O Orçamento do Estado (OE) para 2019 na área da saúde, aprovado em Conselho de Ministros na véspera da demissão de Adalberto Campos Fernandes, prevê 10.922 milhões de euros para gastar, o que corresponde a um aumento de 5%, mais 523 milhões de euros face ao estimado para 2018.

Onze hospitais públicos vão ter um novo modelo de financiamento que passa por responsabilizar os gestores mediante o seu desempenho, enquanto outras unidades menos eficientes vão ser acompanhadas por peritos em gestão hospitalar.
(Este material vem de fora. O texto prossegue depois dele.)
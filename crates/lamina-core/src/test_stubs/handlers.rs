//! 记录型回调：测试断言端点事件轨迹的标准桩。

use alloc::{boxed::Box, string::String, sync::Arc, vec::Vec};

use spin::Mutex;

use crate::{
    Result,
    aux::AuxTags,
    endpoint::{Endpoint, EndpointHandler},
    error::CoreError,
    ll::{Done, DoneErr},
};

/// 一条被记录的读事件。
#[derive(Clone, Debug)]
pub struct ReadEvent {
    pub err_code: Option<&'static str>,
    pub data: Vec<u8>,
    pub oob: bool,
}

struct RecState {
    reads: Vec<ReadEvent>,
    write_readies: usize,
    consume_limit: Option<usize>,
    consume_plan: Vec<usize>,
    endpoint: Option<Endpoint>,
    disable_write_on_ready: bool,
}

/// `RecordingHandler` 记录全部事件并按配置消费数据。
///
/// # 契约说明（What）
/// - 缺省全量消费；`set_consume_limit` 可制造"短读"（部分消费）或
///   0 消费（完全背压）；
/// - `bind_endpoint` + `disable_write_on_ready` 组合让写就绪只通知一次，
///   这是电平触发语义下测试的标准用法。
pub struct RecordingHandler {
    state: Mutex<RecState>,
}

impl RecordingHandler {
    pub fn new() -> Arc<RecordingHandler> {
        Arc::new(RecordingHandler {
            state: Mutex::new(RecState {
                reads: Vec::new(),
                write_readies: 0,
                consume_limit: None,
                consume_plan: Vec::new(),
                endpoint: None,
                disable_write_on_ready: false,
            }),
        })
    }

    /// 绑定端点，供回调内反向操作（如收到写就绪后自动关写使能）。
    pub fn bind_endpoint(&self, endpoint: Endpoint) {
        self.state.lock().endpoint = Some(endpoint);
    }

    /// 写就绪时自动关掉写使能（需要先 `bind_endpoint`）。
    pub fn disable_write_on_ready(&self) {
        self.state.lock().disable_write_on_ready = true;
    }

    /// 设置单次回调最多消费的字节数；`None` 为全量消费。
    pub fn set_consume_limit(&self, limit: Option<usize>) {
        self.state.lock().consume_limit = limit;
    }

    /// 设定未来各次数据回调的消费量序列；耗尽后回落到 `consume_limit`。
    pub fn set_consume_plan(&self, plan: &[usize]) {
        self.state.lock().consume_plan = plan.to_vec();
    }

    /// 返回记录的读事件副本。
    pub fn reads(&self) -> Vec<ReadEvent> {
        self.state.lock().reads.clone()
    }

    /// 把所有无错读事件的数据拼接返回。
    pub fn collected_data(&self) -> Vec<u8> {
        let st = self.state.lock();
        let mut out = Vec::new();
        for event in st.reads.iter().filter(|e| e.err_code.is_none()) {
            out.extend_from_slice(&event.data);
        }
        out
    }

    /// 返回记录到的第一个错误码。
    pub fn first_error(&self) -> Option<&'static str> {
        self.state
            .lock()
            .reads
            .iter()
            .find_map(|event| event.err_code)
    }

    /// 写就绪通知次数。
    pub fn write_readies(&self) -> usize {
        self.state.lock().write_readies
    }
}

impl EndpointHandler for RecordingHandler {
    fn read(&self, err: Option<&CoreError>, buf: &[u8], aux: &AuxTags) -> usize {
        let mut st = self.state.lock();
        let take = if st.consume_plan.is_empty() {
            st.consume_limit.unwrap_or(buf.len()).min(buf.len())
        } else {
            st.consume_plan.remove(0).min(buf.len())
        };
        // 只记录实际消费的前缀，重投的后缀不会被重复统计。
        st.reads.push(ReadEvent {
            err_code: err.map(|e| e.code()),
            data: buf[..take].to_vec(),
            oob: aux.is_oob(),
        });
        take
    }

    fn write_ready(&self) {
        let endpoint = {
            let mut st = self.state.lock();
            st.write_readies += 1;
            if st.disable_write_on_ready {
                st.endpoint.clone()
            } else {
                None
            }
        };
        if let Some(endpoint) = endpoint {
            endpoint.set_write_enabled(false);
        }
    }
}

/// 完成回调的记录器：捕获 open/close done 的触发次数与结果。
pub struct DoneRecord {
    state: Mutex<DoneSt>,
}

struct DoneSt {
    count: usize,
    last_err: Option<String>,
    last_code: Option<&'static str>,
}

impl DoneRecord {
    pub fn new() -> Arc<DoneRecord> {
        Arc::new(DoneRecord {
            state: Mutex::new(DoneSt {
                count: 0,
                last_err: None,
                last_code: None,
            }),
        })
    }

    /// 生成可传给 `open` 的完成回调。
    pub fn open_done(self: &Arc<Self>) -> DoneErr {
        let record = Arc::clone(self);
        Box::new(move |result: Result<()>| {
            let mut st = record.state.lock();
            st.count += 1;
            match result {
                Ok(()) => {
                    st.last_err = None;
                    st.last_code = None;
                }
                Err(err) => {
                    st.last_code = Some(err.code());
                    st.last_err = Some(String::from(err.message()));
                }
            }
        })
    }

    /// 生成可传给 `close` 的完成回调。
    pub fn close_done(self: &Arc<Self>) -> Done {
        let record = Arc::clone(self);
        Box::new(move || {
            record.state.lock().count += 1;
        })
    }

    /// 触发次数。
    pub fn count(&self) -> usize {
        self.state.lock().count
    }

    /// 是否已触发。
    pub fn fired(&self) -> bool {
        self.count() > 0
    }

    /// 最近一次结果的错误码；成功为 `None`。
    pub fn last_code(&self) -> Option<&'static str> {
        self.state.lock().last_code
    }
}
O Governo compromete-se ainda a rever a lista de utentes atribuída a cada médico de família, mas só quando for alcançada a cobertura de 99% de utentes com médico atribuído, uma medida contestada pelos profissionais, que ambicionam uma rápida redução para 1.500 doentes por clínico, e a rever os tempos máximos de resposta garantidos em consultas e cirurgias para diminuir os tempos de espera.

Lei de bases mantém taxas moderadoras e PPP

Já em dezembro, o Governo aprovou a proposta de uma Lei de Bases da Saúde, fazendo alterações ao anteprojeto da Comissão de Revisão, presidida pela ex-ministra Maria de Belém Roseira, assumindo que queria incorporar a visão da nova equipa ministerial.

A proposta do Governo prevê a eliminação de apoios do Estado ao setor privado quando em concorrência com o público, bem como à mobilidade de profissionais entre o público e o privado, evoluindo “progressivamente para a criação de mecanismos de dedicação plena ao exercício de funções públicas”.

A proposta do Governo mantém as taxas moderadoras para evitar o “risco de um consumo desenfreado, excessivo e contrário aos interesses da sociedade” e tem subjacente o princípio do cidadão no centro da política de saúde.

A proposta da Lei de Bases da Saúde segue agora para o parlamento, juntando-se a projetos do Bloco de Esquerda e do Partido Comunista Português.